Les attentes concernant le niveau de l'inflation dans un an ont augmenté à 6,6 % en mars, le plus haut niveau depuis le lancement de l'enquête en 2013 et en hausse par rapport aux 6,0 % de février. Les dépenses des ménages étaient considérées comme augmentant de 7,7 % dans l'année à venir, ce qui constitue également un sommet de série. Seulement 23 % des répondants ont vu les finances de leur ménage s'améliorer au cours de l'année à venir, la plus petite proportion depuis le début de l'enquête.

Les Américains connaissent le pire épisode d'inflation depuis des décennies, et la situation s'aggrave : les économistes interrogés par Reuters s'attendent à ce qu'un rapport publié mardi indique que les prix à la consommation ont augmenté de 8,4 % en mars, contre 7,9 % en février, alors que l'invasion de l'Ukraine par la Russie fait grimper les prix des denrées alimentaires et de l'énergie.
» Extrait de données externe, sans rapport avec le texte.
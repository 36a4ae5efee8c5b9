//! Session event log backed by DuckDB
//!
//! Every lifecycle step the session manager takes (restore, login,
//! registration, logout, swallowed fetch failures) becomes one row in
//! `logs.duckdb` inside the app directory. Rows carry the event kind, the
//! backend and an error message at most; no user data is ever written.

use std::fmt;
use std::path::{Path, PathBuf};
use std::str::FromStr;
use std::sync::{Mutex, MutexGuard};

use anyhow::{anyhow, Context, Result};
use duckdb::Connection;
use serde::{Deserialize, Serialize};

use crate::log_migrations::LOG_MIGRATIONS;

const DB_FILE: &str = "logs.duckdb";

/// Which front-end produced an event
#[derive(Debug, Clone, Copy, PartialEq, Eq, Serialize, Deserialize)]
#[serde(rename_all = "lowercase")]
pub enum EntryPoint {
    Cli,
    /// Library embedded in another application
    Embedded,
}

impl EntryPoint {
    fn as_str(self) -> &'static str {
        match self {
            EntryPoint::Cli => "cli",
            EntryPoint::Embedded => "embedded",
        }
    }
}

/// Kinds of event the log accepts
#[derive(Debug, Clone, Copy, PartialEq, Eq, Hash, Serialize, Deserialize)]
#[serde(rename_all = "snake_case")]
pub enum SessionEvent {
    SessionRestored,
    /// A persisted session was unreadable or incomplete and was cleared
    SessionRestoreDiscarded,
    LoginSucceeded,
    LoginFailed,
    RegistrationFailed,
    /// Accounts could not be fetched; the session continued with none
    AccountFetchFailed,
    LoggedOut,
    /// A CLI command exited with an error
    CommandFailed,
}

impl SessionEvent {
    pub const ALL: [SessionEvent; 8] = [
        SessionEvent::SessionRestored,
        SessionEvent::SessionRestoreDiscarded,
        SessionEvent::LoginSucceeded,
        SessionEvent::LoginFailed,
        SessionEvent::RegistrationFailed,
        SessionEvent::AccountFetchFailed,
        SessionEvent::LoggedOut,
        SessionEvent::CommandFailed,
    ];

    pub fn as_str(self) -> &'static str {
        match self {
            SessionEvent::SessionRestored => "session_restored",
            SessionEvent::SessionRestoreDiscarded => "session_restore_discarded",
            SessionEvent::LoginSucceeded => "login_succeeded",
            SessionEvent::LoginFailed => "login_failed",
            SessionEvent::RegistrationFailed => "registration_failed",
            SessionEvent::AccountFetchFailed => "account_fetch_failed",
            SessionEvent::LoggedOut => "logged_out",
            SessionEvent::CommandFailed => "command_failed",
        }
    }
}

impl fmt::Display for SessionEvent {
    fn fmt(&self, f: &mut fmt::Formatter<'_>) -> fmt::Result {
        f.write_str(self.as_str())
    }
}

impl FromStr for SessionEvent {
    type Err = String;

    fn from_str(s: &str) -> std::result::Result<Self, Self::Err> {
        let wanted = s.trim().to_ascii_lowercase().replace('-', "_");
        Self::ALL
            .into_iter()
            .find(|event| event.as_str() == wanted)
            .ok_or_else(|| {
                let known: Vec<&str> = Self::ALL.iter().map(|e| e.as_str()).collect();
                format!("unknown event '{}' (expected one of: {})", s, known.join(", "))
            })
    }
}

/// An event about to be recorded
#[derive(Debug, Clone, PartialEq, Eq)]
pub struct LogEvent {
    pub event: SessionEvent,
    /// Account service backend ("mock", "http")
    pub backend: Option<String>,
    /// CLI subcommand that was running
    pub command: Option<String>,
    pub error_message: Option<String>,
}

impl LogEvent {
    pub fn new(event: SessionEvent) -> Self {
        Self {
            event,
            backend: None,
            command: None,
            error_message: None,
        }
    }

    pub fn with_backend(mut self, backend: impl Into<String>) -> Self {
        self.backend = Some(backend.into());
        self
    }

    pub fn with_command(mut self, command: impl Into<String>) -> Self {
        self.command = Some(command.into());
        self
    }

    pub fn with_error(mut self, message: impl Into<String>) -> Self {
        self.error_message = Some(message.into());
        self
    }
}

/// A row read back from the log
#[derive(Debug, Clone, Serialize)]
pub struct RecordedEvent {
    pub id: i64,
    /// Unix milliseconds
    pub recorded_at: i64,
    /// Stored as text so rows written by newer versions still load
    pub event: String,
    pub backend: Option<String>,
    pub command: Option<String>,
    pub error_message: Option<String>,
    pub entry_point: String,
    pub app_version: String,
    pub platform: String,
}

impl RecordedEvent {
    pub fn is_failure(&self) -> bool {
        self.error_message.is_some()
    }
}

/// Occurrences of one event kind
#[derive(Debug, Clone, PartialEq, Eq, Serialize)]
pub struct EventCount {
    pub event: String,
    pub total: u64,
    /// Rows of this kind that carry an error message
    pub failures: u64,
    /// Unix milliseconds of the newest row
    pub last_recorded_at: i64,
}

/// Which rows `EventLog::recent` returns, newest first
#[derive(Debug, Clone, PartialEq, Eq)]
pub struct EventFilter {
    pub event: Option<SessionEvent>,
    pub failures_only: bool,
    pub limit: usize,
}

impl EventFilter {
    pub fn latest(limit: usize) -> Self {
        Self {
            event: None,
            failures_only: false,
            limit,
        }
    }

    pub fn only(mut self, event: SessionEvent) -> Self {
        self.event = Some(event);
        self
    }

    pub fn failures(mut self) -> Self {
        self.failures_only = true;
        self
    }
}

/// Append-only store of session events
pub struct EventLog {
    conn: Mutex<Connection>,
    path: PathBuf,
    entry_point: EntryPoint,
    app_version: String,
}

impl EventLog {
    /// Open `logs.duckdb` in `app_dir`, creating and migrating it as needed
    pub fn open(app_dir: &Path, entry_point: EntryPoint, app_version: impl Into<String>) -> Result<Self> {
        let path = app_dir.join(DB_FILE);
        let conn = Connection::open(&path)
            .with_context(|| format!("Failed to open event log at {:?}", path))?;
        migrate(&conn)?;

        Ok(Self {
            conn: Mutex::new(conn),
            path,
            entry_point,
            app_version: app_version.into(),
        })
    }

    fn conn(&self) -> Result<MutexGuard<'_, Connection>> {
        self.conn.lock().map_err(|_| anyhow!("Event log connection poisoned"))
    }

    pub fn record(&self, event: LogEvent) -> Result<()> {
        let recorded_at = chrono::Utc::now().timestamp_millis();
        self.conn()?.execute(
            "INSERT INTO session_events (
                recorded_at, event, backend, command, error_message,
                entry_point, app_version, platform
            ) VALUES (?, ?, ?, ?, ?, ?, ?, ?)",
            duckdb::params![
                recorded_at,
                event.event.as_str(),
                event.backend,
                event.command,
                event.error_message,
                self.entry_point.as_str(),
                self.app_version,
                std::env::consts::OS,
            ],
        )?;
        Ok(())
    }

    pub fn recent(&self, filter: &EventFilter) -> Result<Vec<RecordedEvent>> {
        let mut clauses = Vec::new();
        let mut args: Vec<&str> = Vec::new();
        if let Some(event) = filter.event {
            clauses.push("event = ?");
            args.push(event.as_str());
        }
        if filter.failures_only {
            clauses.push("error_message IS NOT NULL");
        }

        let mut sql = String::from(
            "SELECT id, recorded_at, event, backend, command, error_message,
                    entry_point, app_version, platform
             FROM session_events",
        );
        if !clauses.is_empty() {
            sql.push_str(" WHERE ");
            sql.push_str(&clauses.join(" AND "));
        }
        sql.push_str(&format!(" ORDER BY recorded_at DESC, id DESC LIMIT {}", filter.limit));

        let conn = self.conn()?;
        let mut stmt = conn.prepare(&sql)?;
        let rows = stmt.query_map(duckdb::params_from_iter(args), |row| {
            Ok(RecordedEvent {
                id: row.get(0)?,
                recorded_at: row.get(1)?,
                event: row.get(2)?,
                backend: row.get(3)?,
                command: row.get(4)?,
                error_message: row.get(5)?,
                entry_point: row.get(6)?,
                app_version: row.get(7)?,
                platform: row.get(8)?,
            })
        })?;
        Ok(rows.collect::<duckdb::Result<Vec<_>>>()?)
    }

    /// Per-event totals, most frequent first
    pub fn counts(&self) -> Result<Vec<EventCount>> {
        let conn = self.conn()?;
        let mut stmt = conn.prepare(
            "SELECT event, COUNT(*), COUNT(error_message), MAX(recorded_at)
             FROM session_events
             GROUP BY event
             ORDER BY COUNT(*) DESC, event",
        )?;
        let rows = stmt.query_map([], |row| {
            Ok(EventCount {
                event: row.get(0)?,
                total: row.get::<_, i64>(1)? as u64,
                failures: row.get::<_, i64>(2)? as u64,
                last_recorded_at: row.get(3)?,
            })
        })?;
        Ok(rows.collect::<duckdb::Result<Vec<_>>>()?)
    }

    /// Delete rows recorded before `cutoff_ms` (unix ms)
    pub fn prune_before(&self, cutoff_ms: i64) -> Result<u64> {
        let deleted = self
            .conn()?
            .execute("DELETE FROM session_events WHERE recorded_at < ?", [cutoff_ms])?;
        Ok(deleted as u64)
    }

    pub fn path(&self) -> &Path {
        &self.path
    }
}

fn migrate(conn: &Connection) -> Result<()> {
    conn.execute_batch(
        "CREATE TABLE IF NOT EXISTS sys_migrations (
            migration_name VARCHAR PRIMARY KEY,
            applied_at TIMESTAMP DEFAULT CURRENT_TIMESTAMP
        )",
    )?;

    for (name, sql) in LOG_MIGRATIONS {
        let applied: i64 = conn.query_row(
            "SELECT COUNT(*) FROM sys_migrations WHERE migration_name = ?",
            [name],
            |row| row.get(0),
        )?;
        if applied > 0 {
            continue;
        }
        tracing::debug!(migration = name, "Applying event log migration");
        conn.execute_batch(sql)
            .with_context(|| format!("Event log migration {} failed", name))?;
        conn.execute("INSERT INTO sys_migrations (migration_name) VALUES (?)", [name])?;
    }
    Ok(())
}
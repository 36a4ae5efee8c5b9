//! Select command - choose the active account

use anyhow::Result;

use super::get_context;
use crate::output;

pub async fn run(account_id: &str) -> Result<()> {
    let mut ctx = get_context().await?;
    if ctx.session.session().user().is_none() {
        output::warning("Not logged in. Run 'nest login' first.");
        return Ok(());
    }

    if ctx.session.select_account(account_id) {
        if let Some(account) = ctx.session.session().selected_account() {
            output::success(&format!("Selected {}", output::account_line(account)));
        }
    } else {
        output::warning(&format!(
            "No account with id {}; selection unchanged. Run 'nest status' to list accounts.",
            account_id
        ));
    }
    Ok(())
}
//! Key-value store adapters
//!
//! - `MemoryStore`: process-local, for tests and embedding
//! - `FileStore`: a JSON object on disk, the CLI's equivalent of browser
//!   local storage. Writes hold an exclusive lock on a sidecar lock file.

use std::collections::BTreeMap;
use std::fs::{self, File, OpenOptions};
use std::path::{Path, PathBuf};
use std::sync::Mutex;

use anyhow::Context;
use fs2::FileExt;

use crate::domain::result::{Error, Result};
use crate::ports::KeyValueStore;

/// In-memory key-value store
#[derive(Debug, Default)]
pub struct MemoryStore {
    entries: Mutex<BTreeMap<String, String>>,
}

impl MemoryStore {
    pub fn new() -> Self {
        Self::default()
    }

    /// Number of stored keys
    pub fn len(&self) -> usize {
        self.entries.lock().map(|e| e.len()).unwrap_or(0)
    }

    pub fn is_empty(&self) -> bool {
        self.len() == 0
    }

    fn lock(&self) -> Result<std::sync::MutexGuard<'_, BTreeMap<String, String>>> {
        self.entries
            .lock()
            .map_err(|e| Error::store(format!("Lock poisoned: {}", e)))
    }
}

impl KeyValueStore for MemoryStore {
    fn get(&self, key: &str) -> Result<Option<String>> {
        Ok(self.lock()?.get(key).cloned())
    }

    fn set(&self, key: &str, value: &str) -> Result<()> {
        self.lock()?.insert(key.to_string(), value.to_string());
        Ok(())
    }

    fn remove(&self, key: &str) -> Result<()> {
        self.lock()?.remove(key);
        Ok(())
    }
}

/// JSON-file key-value store
///
/// The whole file is re-read on every access so that separate CLI
/// invocations observe each other's writes.
#[derive(Debug)]
pub struct FileStore {
    path: PathBuf,
    lock_path: PathBuf,
}

impl FileStore {
    /// Default file name inside the app directory
    pub const FILE_NAME: &'static str = "storage.json";

    /// Open (or lazily create) the store at `app_dir/storage.json`
    pub fn open(app_dir: &Path) -> Result<Self> {
        fs::create_dir_all(app_dir)?;
        Ok(Self::at_path(app_dir.join(Self::FILE_NAME)))
    }

    /// Use an explicit file path
    pub fn at_path(path: impl Into<PathBuf>) -> Self {
        let path = path.into();
        let lock_path = path.with_extension("lock");
        Self { path, lock_path }
    }

    pub fn path(&self) -> &Path {
        &self.path
    }

    fn lock_file(&self) -> anyhow::Result<File> {
        OpenOptions::new()
            .create(true)
            .truncate(false)
            .write(true)
            .open(&self.lock_path)
            .with_context(|| format!("Failed to open lock file {:?}", self.lock_path))
    }

    fn read_entries(&self) -> anyhow::Result<BTreeMap<String, String>> {
        if !self.path.exists() {
            return Ok(BTreeMap::new());
        }
        let content = fs::read_to_string(&self.path)
            .with_context(|| format!("Failed to read {:?}", self.path))?;
        if content.trim().is_empty() {
            return Ok(BTreeMap::new());
        }
        serde_json::from_str(&content).with_context(|| format!("Corrupt store file {:?}", self.path))
    }

    fn write_entries(&self, entries: &BTreeMap<String, String>) -> anyhow::Result<()> {
        let tmp_path = self.path.with_extension("json.tmp");
        let content = serde_json::to_string_pretty(entries)?;
        fs::write(&tmp_path, content).with_context(|| format!("Failed to write {:?}", tmp_path))?;
        fs::rename(&tmp_path, &self.path)
            .with_context(|| format!("Failed to replace {:?}", self.path))?;
        Ok(())
    }

    /// Read-modify-write under an exclusive lock.
    ///
    /// A corrupt file is replaced rather than blocking every later write.
    fn update<F>(&self, apply: F) -> anyhow::Result<()>
    where
        F: FnOnce(&mut BTreeMap<String, String>),
    {
        let lock = self.lock_file()?;
        lock.lock_exclusive().context("Failed to lock store")?;

        let result = (|| {
            let mut entries = match self.read_entries() {
                Ok(entries) => entries,
                Err(e) => {
                    tracing::warn!(path = ?self.path, error = %e, "Discarding unreadable store file");
                    BTreeMap::new()
                }
            };
            apply(&mut entries);
            self.write_entries(&entries)
        })();

        let _ = lock.unlock();
        result
    }
}

fn store_error(e: anyhow::Error) -> Error {
    Error::store(format!("{:#}", e))
}

impl KeyValueStore for FileStore {
    fn get(&self, key: &str) -> Result<Option<String>> {
        let lock = self.lock_file().map_err(store_error)?;
        lock.lock_shared()
            .map_err(|e| Error::store(format!("Failed to lock store: {}", e)))?;
        let entries = self.read_entries();
        let _ = lock.unlock();
        Ok(entries.map_err(store_error)?.get(key).cloned())
    }

    fn set(&self, key: &str, value: &str) -> Result<()> {
        self.update(|entries| {
            entries.insert(key.to_string(), value.to_string());
        })
        .map_err(store_error)
    }

    fn remove(&self, key: &str) -> Result<()> {
        self.update(|entries| {
            entries.remove(key);
        })
        .map_err(store_error)
    }
}

#[cfg(test)]
mod tests {
    use super::*;
    use tempfile::tempdir;

    #[test]
    fn test_memory_store_roundtrip() {
        let store = MemoryStore::new();
        assert_eq!(store.get("token").unwrap(), None);

        store.set("token", "abc").unwrap();
        assert_eq!(store.get("token").unwrap(), Some("abc".to_string()));

        store.remove("token").unwrap();
        store.remove("token").unwrap();
        assert!(store.is_empty());
    }

    #[test]
    fn test_file_store_persists_between_instances() {
        let dir = tempdir().unwrap();
        {
            let store = FileStore::open(dir.path()).unwrap();
            store.set("token", "abc").unwrap();
            store.set("user", r#"{"id":"1"}"#).unwrap();
        }

        let store = FileStore::open(dir.path()).unwrap();
        assert_eq!(store.get("token").unwrap(), Some("abc".to_string()));
        assert_eq!(store.get("user").unwrap(), Some(r#"{"id":"1"}"#.to_string()));
        assert_eq!(store.get("missing").unwrap(), None);
    }

    #[test]
    fn test_file_store_missing_file_reads_empty() {
        let dir = tempdir().unwrap();
        let store = FileStore::open(dir.path()).unwrap();
        assert_eq!(store.get("token").unwrap(), None);
        store.remove("token").unwrap();
    }

    #[test]
    fn test_file_store_corrupt_file() {
        let dir = tempdir().unwrap();
        let store = FileStore::open(dir.path()).unwrap();
        fs::write(store.path(), "{not json").unwrap();

        let err = store.get("token").unwrap_err();
        assert!(matches!(err, Error::Store(_)));

        // Writing recovers the file
        store.set("token", "fresh").unwrap();
        assert_eq!(store.get("token").unwrap(), Some("fresh".to_string()));
    }
}
//! Event log schema, embedded at compile time and applied in order.

pub const LOG_MIGRATIONS: &[(&str, &str)] = &[(
    "001_session_events.sql",
    include_str!("001_session_events.sql"),
)];
//! FamilyNest Core - session and account state for family finance
//!
//! This crate implements the client-side session logic following hexagonal
//! architecture:
//!
//! - **domain**: Core entities (User, Account, Transaction, Session)
//! - **ports**: Trait definitions for external dependencies (AccountServiceClient, KeyValueStore)
//! - **services**: Business logic orchestration (SessionManager, event log)
//! - **adapters**: Concrete implementations (HTTP, in-memory mock, file store)

pub mod adapters;
pub mod config;
pub mod domain;
pub mod ports;
pub mod services;

pub(crate) mod log_migrations;

use std::path::Path;
use std::sync::Arc;
use std::time::Duration;

use adapters::http::HttpAccountService;
use adapters::mock::MockAccountService;
use adapters::store::FileStore;
use config::Config;
use ports::{AccountServiceClient, KeyValueStore};

// Re-export commonly used types at crate root
pub use domain::result::{Error, OperationResult, Result};
pub use domain::{Account, Role, Session, SessionPhase, Transaction, User};
pub use services::{
    EntryPoint, EventCount, EventFilter, EventLog, LogEvent, RecordedEvent, SessionEvent, SessionManager,
};

/// Main context for FamilyNest operations
///
/// Holds the configuration, the persistent store and the session manager
/// wired to the configured backend. Call `session.restore()` before use.
pub struct FamilyNestContext {
    pub config: Config,
    pub store: Arc<FileStore>,
    pub session: SessionManager,
}

impl FamilyNestContext {
    /// Create a context rooted at the FamilyNest directory
    pub fn new(app_dir: &Path) -> Result<Self> {
        let config = Config::load(app_dir).map_err(|e| Error::Config(e.to_string()))?;
        let store = Arc::new(FileStore::open(app_dir)?);
        let kv: Arc<dyn KeyValueStore> = store.clone();

        let client: Arc<dyn AccountServiceClient> = if config.mock_mode {
            Arc::new(MockAccountService::with_demo_family()?)
        } else {
            Arc::new(HttpAccountService::with_timeout(
                &config.api_base_url,
                Arc::clone(&kv),
                Duration::from_secs(config.request_timeout_secs),
            )?)
        };
        tracing::debug!(backend = client.name(), "Initialized account service");

        let session = SessionManager::new(client, kv);

        Ok(Self {
            config,
            store,
            session,
        })
    }

    /// Record session events in an event log
    pub fn with_event_log(self, event_log: Arc<EventLog>) -> Self {
        Self {
            session: self.session.with_event_log(event_log),
            ..self
        }
    }
}

#[cfg(test)]
mod tests {
    use super::*;
    use tempfile::TempDir;

    #[tokio::test]
    async fn test_context_in_mock_mode() {
        let dir = TempDir::new().unwrap();
        let mut config = Config::default();
        config.enable_mock_mode();
        config.save(dir.path()).unwrap();

        let mut ctx = FamilyNestContext::new(dir.path()).unwrap();
        assert_eq!(ctx.session.backend_name(), "mock");

        ctx.session.login("parent", adapters::mock::DEMO_PASSWORD).await.unwrap();
        assert!(ctx.store.get(ports::keys::TOKEN).unwrap().is_some());
    }

    #[test]
    fn test_context_rejects_invalid_api_url() {
        let dir = TempDir::new().unwrap();
        let config = Config {
            mock_mode: false,
            api_base_url: "not a url".to_string(),
            request_timeout_secs: 30,
        };
        config.save(dir.path()).unwrap();

        assert!(matches!(FamilyNestContext::new(dir.path()), Err(Error::Config(_))));
    }
}
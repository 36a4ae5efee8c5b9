//! Core domain entities
//!
//! All entities are defined here. These are pure data structures
//! with validation logic - no I/O or external dependencies.

mod account;
pub(crate) mod ids;
pub mod result;
mod session;
mod transaction;
mod user;

pub use account::Account;
pub use session::{Session, SessionPhase};
pub use transaction::Transaction;
pub use user::{Role, User};
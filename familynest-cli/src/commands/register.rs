//! Register command - create a user and sign in

use anyhow::{bail, Result};
use dialoguer::Password;
use familynest_core::Role;

use super::get_context;
use crate::output;

pub async fn run(
    username: String,
    email: String,
    password: Option<String>,
    role: Role,
    parent_id: Option<String>,
) -> Result<()> {
    if role == Role::Child && parent_id.as_deref().map_or(true, |p| p.trim().is_empty()) {
        bail!("Parent ID is required for child accounts (use --parent-id)");
    }

    let password = match password {
        Some(p) => p,
        None => Password::new()
            .with_prompt("Password")
            .with_confirmation("Confirm password", "Passwords do not match")
            .interact()?,
    };

    let mut ctx = get_context().await?;

    let pb = output::spinner("Creating account...");
    let result = ctx
        .session
        .register(&username, &email, &password, role, parent_id.as_deref())
        .await;
    pb.finish_and_clear();
    result?;

    output::success(&format!("Registered {} as a {}", username, role));
    output::signed_in_summary(ctx.session.session());
    Ok(())
}
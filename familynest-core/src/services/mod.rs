//! Service layer - business logic orchestration
//!
//! Services coordinate domain logic and port interactions.

pub mod event_log;
mod session;

pub use event_log::{EntryPoint, EventCount, EventFilter, EventLog, LogEvent, RecordedEvent, SessionEvent};
pub use session::SessionManager;
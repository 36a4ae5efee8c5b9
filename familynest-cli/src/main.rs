//! FamilyNest CLI - family finance sessions in your terminal

use std::process::ExitCode;

use anyhow::Result;
use clap::{Parser, Subcommand};
use familynest_core::{LogEvent, Role, SessionEvent};
use tracing_subscriber::EnvFilter;

mod commands;
mod output;

use commands::{login, logout, logs, mock, register, select, status, transactions};

/// FamilyNest - family finance in your terminal
#[derive(Parser)]
#[command(name = "nest", version, about, long_about = None)]
struct Cli {
    #[command(subcommand)]
    command: Commands,
}

#[derive(Subcommand)]
enum Commands {
    /// Log in and load your accounts
    Login {
        #[arg(short, long)]
        username: Option<String>,
        /// Prompted for when omitted
        #[arg(short, long, env = "FAMILYNEST_PASSWORD", hide_env_values = true)]
        password: Option<String>,
    },

    /// Register a new family member and log in
    Register {
        #[arg(short, long)]
        username: String,
        #[arg(short, long)]
        email: String,
        /// Prompted for when omitted
        #[arg(short, long)]
        password: Option<String>,
        /// parent or child
        #[arg(long)]
        role: Role,
        /// Parent user ID (required for children)
        #[arg(long)]
        parent_id: Option<String>,
    },

    /// Forget the current session
    Logout,

    /// Show the signed-in user and their accounts
    Status {
        /// Output as JSON
        #[arg(long)]
        json: bool,
    },

    /// Select the active account
    Select {
        /// Account ID
        account_id: String,
    },

    /// List transactions on the selected account
    Transactions {
        /// Output as JSON
        #[arg(long)]
        json: bool,
    },

    /// Switch to the offline mock account service
    Mock {
        #[command(subcommand)]
        command: Option<mock::MockCommands>,
    },

    /// View and manage the session event log
    Logs {
        #[command(subcommand)]
        command: logs::LogsCommands,
    },
}

impl Commands {
    fn name(&self) -> &'static str {
        match self {
            Commands::Login { .. } => "login",
            Commands::Register { .. } => "register",
            Commands::Logout => "logout",
            Commands::Status { .. } => "status",
            Commands::Select { .. } => "select",
            Commands::Transactions { .. } => "transactions",
            Commands::Mock { .. } => "mock",
            Commands::Logs { .. } => "logs",
        }
    }
}

#[tokio::main]
async fn main() -> ExitCode {
    // Diagnostics go to stderr; stdout is reserved for command output
    tracing_subscriber::fmt()
        .with_env_filter(
            EnvFilter::try_from_env("FAMILYNEST_LOG").unwrap_or_else(|_| EnvFilter::new("warn")),
        )
        .with_writer(std::io::stderr)
        .init();

    let cli = Cli::parse();
    let command_name = cli.command.name();

    match run(cli).await {
        Ok(()) => ExitCode::SUCCESS,
        Err(e) => {
            commands::record_event(
                LogEvent::new(SessionEvent::CommandFailed)
                    .with_command(command_name)
                    .with_error(e.to_string()),
            );
            output::error(&e.to_string());
            ExitCode::FAILURE
        }
    }
}

async fn run(cli: Cli) -> Result<()> {
    match cli.command {
        Commands::Login { username, password } => login::run(username, password).await,
        Commands::Register { username, email, password, role, parent_id } => {
            register::run(username, email, password, role, parent_id).await
        }
        Commands::Logout => logout::run(),
        Commands::Status { json } => status::run(json).await,
        Commands::Select { account_id } => select::run(&account_id).await,
        Commands::Transactions { json } => transactions::run(json).await,
        Commands::Mock { command } => mock::run(command),
        Commands::Logs { command } => logs::run(command),
    }
}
Pour lutter contre l'inflation la plus élevée depuis 40 ans, la Réserve fédérale a augmenté le mois dernier les taux d'intérêt pour la première fois en trois ans et devrait accélérer le rythme des hausses de taux dans les mois à venir. L'enquête de la Fed de New York suggère que les consommateurs voient peu de soulagement à court terme, puisqu'ils prévoient que le prix de la nourriture, de l'essence et des soins médicaux augmentera de 9,6 %, et s'attendent à ce que le loyer fasse un bond de 10,2 %. Les prix des maisons devraient augmenter de 6 % au cours de l'année à venir, soit plus rapidement que les 5,7 % prévus le mois dernier.

Mais les décideurs de la Fed suivent également de près les prévisions d'inflation à plus long terme, à la recherche de signes indiquant que les consommateurs considèrent que les augmentations de prix actuelles se poursuivent. L'enquête de lundi a proposé un certain réconfort à cet égard : si les prévisions d'inflation à court terme ont grimpé en flèche, les prévisions à plus long terme des consommateurs ont été moins affectées.

L'enquête mensuelle de la Fed de New York sur les attentes des consommateurs est basée sur un panel tournant de 1 300 ménages.

Les consommateurs ont exprimé moins d'optimisme à propos du marché du travail qu'en février. La probabilité moyenne perçue de perdre son emploi au cours de l'année à venir est passée de 10,8 % à 11,1 %, bien qu'elle soit encore bien inférieure à sa valeur pré-pandémique de 13,8 %.

Le taux de chômage en mars était de 3,6 %, un niveau bas de pandémie et seulement un poil au-dessus du taux pré-pandémique de 3,5 %.